**** Provided records ****

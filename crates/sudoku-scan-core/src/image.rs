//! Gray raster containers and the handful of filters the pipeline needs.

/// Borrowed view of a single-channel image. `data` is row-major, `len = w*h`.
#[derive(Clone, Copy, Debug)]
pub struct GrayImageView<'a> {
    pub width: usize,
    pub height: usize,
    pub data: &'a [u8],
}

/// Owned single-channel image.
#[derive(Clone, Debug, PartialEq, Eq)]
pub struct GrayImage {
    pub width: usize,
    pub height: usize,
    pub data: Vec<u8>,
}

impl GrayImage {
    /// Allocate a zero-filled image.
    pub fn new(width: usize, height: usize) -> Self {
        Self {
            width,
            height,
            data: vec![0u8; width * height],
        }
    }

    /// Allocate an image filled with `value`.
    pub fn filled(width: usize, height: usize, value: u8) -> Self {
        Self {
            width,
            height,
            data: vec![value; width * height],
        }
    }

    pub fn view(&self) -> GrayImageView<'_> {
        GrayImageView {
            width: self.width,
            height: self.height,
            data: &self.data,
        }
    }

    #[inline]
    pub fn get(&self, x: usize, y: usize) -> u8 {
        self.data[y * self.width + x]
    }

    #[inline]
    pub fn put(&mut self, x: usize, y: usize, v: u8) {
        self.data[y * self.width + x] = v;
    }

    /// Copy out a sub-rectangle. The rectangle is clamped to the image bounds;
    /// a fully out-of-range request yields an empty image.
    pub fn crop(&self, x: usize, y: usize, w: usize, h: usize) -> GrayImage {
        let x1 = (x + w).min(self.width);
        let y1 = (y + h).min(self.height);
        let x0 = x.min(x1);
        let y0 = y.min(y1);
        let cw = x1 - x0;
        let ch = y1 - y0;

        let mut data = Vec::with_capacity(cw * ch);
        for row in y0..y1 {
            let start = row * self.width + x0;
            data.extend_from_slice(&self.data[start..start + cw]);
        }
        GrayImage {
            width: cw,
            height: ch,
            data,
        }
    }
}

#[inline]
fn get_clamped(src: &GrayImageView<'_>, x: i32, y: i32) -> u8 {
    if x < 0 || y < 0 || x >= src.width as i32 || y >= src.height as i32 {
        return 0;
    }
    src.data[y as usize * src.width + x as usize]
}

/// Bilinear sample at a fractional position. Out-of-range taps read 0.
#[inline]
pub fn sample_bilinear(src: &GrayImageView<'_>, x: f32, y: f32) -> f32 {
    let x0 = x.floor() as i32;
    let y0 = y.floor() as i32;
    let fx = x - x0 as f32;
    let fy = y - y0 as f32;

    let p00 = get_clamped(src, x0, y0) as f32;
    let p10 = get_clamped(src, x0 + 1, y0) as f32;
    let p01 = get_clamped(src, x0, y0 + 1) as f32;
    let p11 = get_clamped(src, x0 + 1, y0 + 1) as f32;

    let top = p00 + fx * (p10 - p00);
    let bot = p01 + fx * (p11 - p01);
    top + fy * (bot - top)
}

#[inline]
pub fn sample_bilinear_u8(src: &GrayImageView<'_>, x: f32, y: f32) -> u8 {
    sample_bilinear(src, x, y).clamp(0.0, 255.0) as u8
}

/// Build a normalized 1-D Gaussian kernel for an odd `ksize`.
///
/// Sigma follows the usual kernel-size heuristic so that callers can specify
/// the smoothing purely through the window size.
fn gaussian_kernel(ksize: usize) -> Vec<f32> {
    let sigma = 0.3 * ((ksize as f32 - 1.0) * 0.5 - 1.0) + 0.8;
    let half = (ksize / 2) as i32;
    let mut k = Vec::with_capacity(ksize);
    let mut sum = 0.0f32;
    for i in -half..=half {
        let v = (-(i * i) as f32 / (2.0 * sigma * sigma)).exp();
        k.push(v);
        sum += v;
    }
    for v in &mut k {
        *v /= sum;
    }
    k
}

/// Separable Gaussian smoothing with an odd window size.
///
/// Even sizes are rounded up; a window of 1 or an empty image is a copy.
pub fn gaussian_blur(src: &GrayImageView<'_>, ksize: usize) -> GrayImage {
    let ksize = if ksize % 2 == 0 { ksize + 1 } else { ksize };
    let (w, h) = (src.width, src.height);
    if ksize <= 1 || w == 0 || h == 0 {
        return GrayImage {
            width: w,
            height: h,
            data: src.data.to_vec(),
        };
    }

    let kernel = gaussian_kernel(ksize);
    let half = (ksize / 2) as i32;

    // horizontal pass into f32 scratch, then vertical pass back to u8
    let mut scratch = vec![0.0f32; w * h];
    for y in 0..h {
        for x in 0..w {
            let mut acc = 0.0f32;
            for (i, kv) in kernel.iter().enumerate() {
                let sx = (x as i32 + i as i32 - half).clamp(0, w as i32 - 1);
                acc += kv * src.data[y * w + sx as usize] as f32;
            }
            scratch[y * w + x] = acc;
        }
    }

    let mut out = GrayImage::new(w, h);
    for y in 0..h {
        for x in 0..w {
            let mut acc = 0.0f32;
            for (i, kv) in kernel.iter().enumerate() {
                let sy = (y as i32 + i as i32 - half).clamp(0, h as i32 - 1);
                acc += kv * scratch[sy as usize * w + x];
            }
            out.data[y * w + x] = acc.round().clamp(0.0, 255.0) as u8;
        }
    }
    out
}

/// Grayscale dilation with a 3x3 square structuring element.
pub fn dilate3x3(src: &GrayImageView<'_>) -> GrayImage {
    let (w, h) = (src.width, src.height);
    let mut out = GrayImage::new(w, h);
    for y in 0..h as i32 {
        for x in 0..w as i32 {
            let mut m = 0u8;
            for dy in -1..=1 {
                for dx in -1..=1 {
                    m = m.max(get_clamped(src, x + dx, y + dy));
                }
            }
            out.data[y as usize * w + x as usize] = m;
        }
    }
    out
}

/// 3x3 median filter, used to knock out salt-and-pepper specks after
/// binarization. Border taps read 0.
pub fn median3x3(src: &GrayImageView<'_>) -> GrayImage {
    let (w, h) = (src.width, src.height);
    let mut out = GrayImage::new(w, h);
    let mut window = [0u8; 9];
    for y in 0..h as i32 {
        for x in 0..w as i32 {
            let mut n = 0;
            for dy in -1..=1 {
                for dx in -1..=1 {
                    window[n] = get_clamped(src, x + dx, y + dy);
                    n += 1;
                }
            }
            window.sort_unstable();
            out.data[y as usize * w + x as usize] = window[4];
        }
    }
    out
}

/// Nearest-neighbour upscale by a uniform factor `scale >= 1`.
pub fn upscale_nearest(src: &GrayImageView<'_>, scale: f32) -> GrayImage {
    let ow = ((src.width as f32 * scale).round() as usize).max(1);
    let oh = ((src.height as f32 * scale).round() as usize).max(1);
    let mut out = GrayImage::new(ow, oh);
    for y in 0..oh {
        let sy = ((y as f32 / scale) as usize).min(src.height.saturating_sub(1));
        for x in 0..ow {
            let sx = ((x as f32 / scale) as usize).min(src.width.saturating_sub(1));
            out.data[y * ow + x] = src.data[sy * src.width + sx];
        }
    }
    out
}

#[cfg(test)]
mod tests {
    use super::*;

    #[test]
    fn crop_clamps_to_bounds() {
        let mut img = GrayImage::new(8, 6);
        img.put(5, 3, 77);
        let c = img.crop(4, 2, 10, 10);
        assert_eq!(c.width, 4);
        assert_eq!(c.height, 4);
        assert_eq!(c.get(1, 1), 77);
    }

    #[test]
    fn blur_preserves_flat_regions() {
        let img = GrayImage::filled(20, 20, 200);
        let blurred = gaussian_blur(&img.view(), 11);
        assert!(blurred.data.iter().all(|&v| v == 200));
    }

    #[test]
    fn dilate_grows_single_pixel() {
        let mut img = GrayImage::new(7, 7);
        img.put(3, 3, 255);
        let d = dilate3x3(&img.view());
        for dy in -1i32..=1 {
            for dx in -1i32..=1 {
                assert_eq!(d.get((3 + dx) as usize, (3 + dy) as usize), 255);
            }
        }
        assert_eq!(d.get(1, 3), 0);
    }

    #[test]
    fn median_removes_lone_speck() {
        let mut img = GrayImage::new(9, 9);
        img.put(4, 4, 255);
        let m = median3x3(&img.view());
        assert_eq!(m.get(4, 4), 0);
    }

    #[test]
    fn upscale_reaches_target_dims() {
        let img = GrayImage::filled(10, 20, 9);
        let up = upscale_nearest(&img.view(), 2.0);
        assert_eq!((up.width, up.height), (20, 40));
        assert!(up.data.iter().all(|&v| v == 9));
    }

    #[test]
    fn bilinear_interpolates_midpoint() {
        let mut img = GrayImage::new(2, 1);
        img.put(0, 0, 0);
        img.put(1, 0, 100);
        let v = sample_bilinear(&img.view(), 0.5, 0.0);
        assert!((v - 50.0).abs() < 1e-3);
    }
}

****

**Task requirements**
Scan the entries above and copy each line where "ksize" occurs.

**Solution to this task**
/// Build a normalized 1-D Gaussian kernel for an odd `ksize`.
fn gaussian_kernel(ksize: usize) -> Vec<f32> {
    let sigma = 0.3 * ((ksize as f32 - 1.0) * 0.5 - 1.0) + 0.8;
    let half = (ksize / 2) as i32;
    let mut k = Vec::with_capacity(ksize);
pub fn gaussian_blur(src: &GrayImageView<'_>, ksize: usize) -> GrayImage {
    let ksize = if ksize % 2 == 0 { ksize + 1 } else { ksize };
    if ksize <= 1 || w == 0 || h == 0 {
    let kernel = gaussian_kernel(ksize);
    let half = (ksize / 2) as i32;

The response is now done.